While talking about acceptance is far easier than actually getting down to doing it, it’s still a reality.
It’s still something that needs to be absorbed and dealt with.
It becomes far more difficult to accept people and situations the way they are when we are able to see a different way of being. When we are able to see the “potential” of them being different and that difference is in alignment with what we would like them to ideally be—facing the reality of what actually is, feels like a chilly, biting wind blowing across the face.
It hits hard. It starts breaking you down into a million pieces because accepting them for who or what they also means letting go of your own wants and desires.

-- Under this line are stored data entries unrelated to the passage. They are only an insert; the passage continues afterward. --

//! Channel catalogue of the Modal screen.

use api_types::{modal::ChannelId, user::Role};

/// Display metadata for one payment application.
#[derive(Clone, Copy, Debug, PartialEq, Eq)]
pub struct Channel {
    pub id: ChannelId,
    /// Position in the "Aplikasi-N" numbering.
    pub ordinal: u8,
    pub label: &'static str,
}

impl Channel {
    pub fn title(&self) -> String {
        format!("Aplikasi-{} / {}", self.ordinal, self.label)
    }
}

const CHANNELS: [Channel; 7] = [
    Channel {
        id: ChannelId::Karangsari,
        ordinal: 1,
        label: "KARANGSARI",
    },
    Channel {
        id: ChannelId::Fastpay,
        ordinal: 2,
        label: "FASTPAY",
    },
    Channel {
        id: ChannelId::Mmbc,
        ordinal: 3,
        label: "MMBC",
    },
    Channel {
        id: ChannelId::Payfazz,
        ordinal: 4,
        label: "PAYFAZZ",
    },
    Channel {
        id: ChannelId::Posfin,
        ordinal: 5,
        label: "POSFIN",
    },
    Channel {
        id: ChannelId::BukuAgen,
        ordinal: 6,
        label: "BUKU AGEN/BUKU WARUNG",
    },
    Channel {
        id: ChannelId::ModalKas,
        ordinal: 7,
        label: "MODAL KAS",
    },
];

/// Channels the given role can see, in display order. `modal_kas` is owner-only.
pub fn visible_channels(role: Role) -> Vec<Channel> {
    CHANNELS
        .iter()
        .filter(|channel| channel.id != ChannelId::ModalKas || role.is_owner())
        .copied()
        .collect()
}

/// Label used in the history table.
pub fn label(id: ChannelId) -> &'static str {
    CHANNELS
        .iter()
        .find(|channel| channel.id == id)
        .map(|channel| channel.label)
        .unwrap_or("UNKNOWN")
}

That’s what makes acceptance tough. That’s why we want to run away from it.
That’s why we struggle to accept “acceptance” in itself—conceptually and practically.
Acceptance and letting go are twin sides of the same coin.
When you accept “what it is,” you have to let go of “what it isn’t and what it could possibly be.”
“Letting go doesn’t mean giving up, but rather accepting the things that cannot be.” ~ Anonymous
And it hurts, doesn’t it?
What you’re letting go of is a piece of your life, a page from your diary, a fragment of your dreams, a part of your heart.
You’re letting go of something that belongs to you and could have been more.
Yet, it isn’t.
And it’s the desire to avoid the pain that comes with facing and absorbing the “what is,” that makes us cling to the hope and desire, that one day it might become more than “what it is.”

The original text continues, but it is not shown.